Nigeria orders suspension of all recent crude oil contracts
President Olusegun Obasanjo has ordered the immediate suspension of all crude oil contracts awarded recently by the
Nigerian National Petroleum Corporation (NNPC) to international trading companies. Obasanjo also directed the
suspension of contracts issued by the Pipelines and Products Marketing Company (PPMC) for the importation of 138
cargoes of petroleum products. However, oil lifting contract agreements Nigeria has with some African countries are
not affected by the president's directive.
Presidency sources said that Obasanjo's directive issued via a letter to NNPC's Group Managing Director, followed
complaints from many traders against the process leading to the award of oil lifting and export contracts.
"I have received complaints concerning recent crude oil allocation and oil exports and import and I am not
satisfied," said Obasanjo. "You will therefore set aside all the contracts until independent investigation is
concluded on the matter," the president said.
The lifting of Nigeria's crude oil, amounting to some 800,000 bpd, is cornered by about 10 multinational trading
companies including Swiss-based Glencore International, Vitol, Trafigural and Arcadia. The presidency sources said
the suspension order was with the exception of government to government contracts, for the supply of Nigerian crude
to countries like Ghana, Cote d'Ivoire, South Africa and Cameroon for instance.
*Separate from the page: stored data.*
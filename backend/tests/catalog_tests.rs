//! Catalog tests for the inventory server
//!
//! Device type registry, save-time catalog checks and grid partial updates

use proptest::prelude::*;
use rust_decimal::Decimal;
use shared::{
    registered_slugs, resolve_specialization, validate_device_type, CatalogKind, Device,
    DeviceKind, DevicePatch, DeviceSpecs, DeviceType, DomainError,
};
use std::collections::HashSet;

// ============================================================================
// Specialization registry
// ============================================================================

#[test]
fn test_every_kind_has_a_distinct_slug() {
    let slugs = registered_slugs();
    assert_eq!(slugs.len(), DeviceKind::ALL.len());
    assert_eq!(slugs.iter().collect::<HashSet<_>>().len(), slugs.len());

    for kind in DeviceKind::ALL {
        assert_eq!(resolve_specialization(kind.slug()).unwrap(), kind);
        assert_eq!(DeviceSpecs::empty(kind).kind(), kind);
    }
}

#[test]
fn test_unknown_slug_is_rejected() {
    assert!(matches!(
        resolve_specialization("PRN"),
        Err(DomainError::UnknownDeviceType(slug)) if slug == "PRN"
    ));
    assert!(resolve_specialization("t").is_err());
}

// ============================================================================
// Device type save checks
// ============================================================================

#[test]
fn test_triaged_type_needs_registered_slug() {
    assert!(validate_device_type("Monitor", "M", true).is_ok());

    match validate_device_type("Printer", "PRN", true) {
        Err(DomainError::InvalidCatalogEntry { slug, options }) => {
            assert_eq!(slug, "PRN");
            assert!(options.contains("CPU"));
        }
        other => panic!("expected InvalidCatalogEntry, got {:?}", other),
    }

    // Untriaged types may use any well-formed slug
    assert!(validate_device_type("Cable", "CBL", false).is_ok());
    assert!(validate_device_type("Cable", "", false).is_err());
}

#[test]
fn test_device_type_kind() {
    let laptop = DeviceType {
        id: 1,
        name: "Laptop".to_string(),
        slug: "L".to_string(),
        uses_triage: true,
    };
    assert!(laptop.validate().is_ok());
    assert_eq!(laptop.kind().unwrap(), DeviceKind::Laptop);
}

#[test]
fn test_catalog_kinds_round_trip_names() {
    let tables: HashSet<&str> = CatalogKind::ALL.iter().map(|k| k.table()).collect();
    assert_eq!(tables.len(), CatalogKind::ALL.len());

    for kind in CatalogKind::ALL {
        assert_eq!(CatalogKind::from_str(kind.as_str()), Some(kind));
        assert!(kind.validate_name("x").is_ok());
        assert!(kind.validate_name(&"x".repeat(kind.max_name_len() + 1)).is_err());
    }
    assert_eq!(CatalogKind::from_str("planets"), None);
}

// ============================================================================
// Grid partial update
// ============================================================================

fn monitor() -> Device {
    let mut device = Device::new_intake(DeviceKind::Monitor, 4, 1, 1);
    device.brand_id = Some(3);
    device.serial = Some("SN-1".to_string());
    device.specs = DeviceSpecs::Monitor {
        monitor_type_id: Some(2),
        port_id: Some(5),
        inches: Some(Decimal::new(215, 1)),
    };
    device
}

#[test]
fn test_patch_applies_only_present_fields() {
    let mut device = monitor();
    let patch = DevicePatch {
        triage: device.triage.clone(),
        model_id: Some(9),
        port_id: Some(6),
        ..Default::default()
    };

    let fields = patch.apply(&mut device).unwrap();
    assert_eq!(fields.len(), 2);
    assert!(fields.contains(&"model_id") && fields.contains(&"port_id"));
    assert_eq!(device.model_id, Some(9));
    assert_eq!(device.brand_id, Some(3));
    assert_eq!(device.serial.as_deref(), Some("SN-1"));
    assert_eq!(
        device.specs,
        DeviceSpecs::Monitor {
            monitor_type_id: Some(2),
            port_id: Some(6),
            inches: Some(Decimal::new(215, 1)),
        }
    );
}

#[test]
fn test_patch_with_foreign_field_changes_nothing() {
    let mut device = monitor();
    let original = device.clone();
    let patch = DevicePatch {
        triage: device.triage.clone(),
        brand_id: Some(8),
        ram: Some(8),
        ..Default::default()
    };

    assert!(matches!(patch.apply(&mut device), Err(DomainError::Validation { .. })));
    assert_eq!(device.brand_id, original.brand_id);
    assert_eq!(device.specs, original.specs);
}

#[test]
fn test_patch_references_are_listed() {
    let patch = DevicePatch {
        triage: "M-4".to_string(),
        brand_id: Some(1),
        pallet_id: Some(2),
        ..Default::default()
    };
    assert_eq!(patch.references(), vec![("device_brands", 1), ("pallets", 2)]);
}

#[test]
fn test_patch_rejects_unknown_json_fields() {
    let parsed: Result<DevicePatch, _> =
        serde_json::from_str(r#"{"triage": "M-4", "colour": "black"}"#);
    assert!(parsed.is_err());
}

#[test]
fn test_patch_sets_every_tablet_field() {
    let mut device = Device::new_intake(DeviceKind::Tablet, 2, 1, 1);
    let patch = DevicePatch {
        triage: device.triage.clone(),
        system_version_id: Some(1),
        os_id: Some(2),
        storage: Some(64),
        storage_measure_id: Some(3),
        inches: Some(Decimal::new(10, 0)),
        processor_id: Some(4),
        ram: Some(4),
        ram_measure_id: Some(5),
        external_storage: Some(true),
        ..Default::default()
    };

    let fields = patch.apply(&mut device).unwrap();
    assert_eq!(fields.len(), 9);
    assert_eq!(
        device.specs,
        DeviceSpecs::Tablet {
            system_version_id: Some(1),
            os_id: Some(2),
            storage: Some(64),
            storage_measure_id: Some(3),
            inches: Some(10),
            processor_id: Some(4),
            ram: Some(4),
            ram_measure_id: Some(5),
            external_storage: true,
        }
    );
}

#[test]
fn test_tablet_inches_must_be_whole() {
    for inches in [Decimal::new(105, 1), Decimal::new(-8, 0)] {
        let mut device = Device::new_intake(DeviceKind::Tablet, 3, 1, 1);
        let original = device.clone();
        let patch = DevicePatch {
            triage: device.triage.clone(),
            storage: Some(32),
            inches: Some(inches),
            ..Default::default()
        };

        match patch.apply(&mut device) {
            Err(DomainError::Validation { field, .. }) => assert_eq!(field, "inches"),
            other => panic!("expected inches validation error, got {:?}", other),
        }
        assert_eq!(device.specs, original.specs);
    }
}

#[test]
fn test_tablet_catalog_references_are_listed() {
    let patch = DevicePatch {
        triage: "TAB-1".to_string(),
        os_id: Some(7),
        storage_measure_id: Some(2),
        ..Default::default()
    };
    assert_eq!(
        patch.references(),
        vec![("software_types", 7), ("device_measures", 2)]
    );
}

#[test]
fn test_tablet_fields_do_not_apply_to_monitors() {
    let mut device = monitor();
    let patch = DevicePatch {
        triage: device.triage.clone(),
        external_storage: Some(true),
        ..Default::default()
    };
    assert!(patch.apply(&mut device).is_err());
}

proptest! {
    #![proptest_config(ProptestConfig::with_cases(100))]

    /// An empty patch is a no-op on any device
    #[test]
    fn property_empty_patch_changes_nothing(
        kind in prop::sample::select(DeviceKind::ALL.to_vec()),
        indice in 1i32..1000,
    ) {
        let mut device = Device::new_intake(kind, indice, 1, 1);
        let before = device.clone();
        let patch = DevicePatch { triage: device.triage.clone(), ..Default::default() };

        let fields = patch.apply(&mut device).unwrap();
        prop_assert!(fields.is_empty());
        prop_assert_eq!(device.specs, before.specs);
        prop_assert_eq!(device.brand_id, before.brand_id);
        prop_assert_eq!(device.pallet_id, before.pallet_id);
    }
}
Indigenous oil traders including
Sahara Energy are prominent here.
Investigations further revealed that the imported fuel cargoes Obasanjo ordered to be suspended, carried a total
volume of 5.3 bn litres of fuel and were awarded mid this year to meet shortfall in domestic supply next quarter of
this year and the first quarter of 2004. The cargoes, according to sources, were made up of 4 bn litres of premium
motor spirit (PMS) and 1.3 bn litres of diesel.
However, following a review of the contracts by the new management of the PPMC, which came on board after a major
shake up in the NNPC early this month, and coupled with petitions from traders to the presidency protesting the
awards, the PPMC got the President's order to suspend the contracts, sources revealed.
"The president approved the suspension, first based on the ground that the volume ordered was too much and secondly,
that the contracts appeared to have gone to a few traders," said a source.
The contracts said to be worth billions of dollars were awarded to traditional trading companies including Glencore
International, Vitol and Sahara Energy. There was no indication as at press time as to when the contracts will be
re-awarded. The decision to stall action on the contract has, however, fuelled fears that the nation may be plunged
into another round of acute fuel scarcity from next quarter.
However, Obasanjo in suspending the oil contracts, "directed NNPC to do everything to ensure that oil production as
well as fuel supply in the country were not disrupted." An official who defended the suspension, said: "It is the
practice wheneverparties to the tendering process protest, while fresh tenders are called."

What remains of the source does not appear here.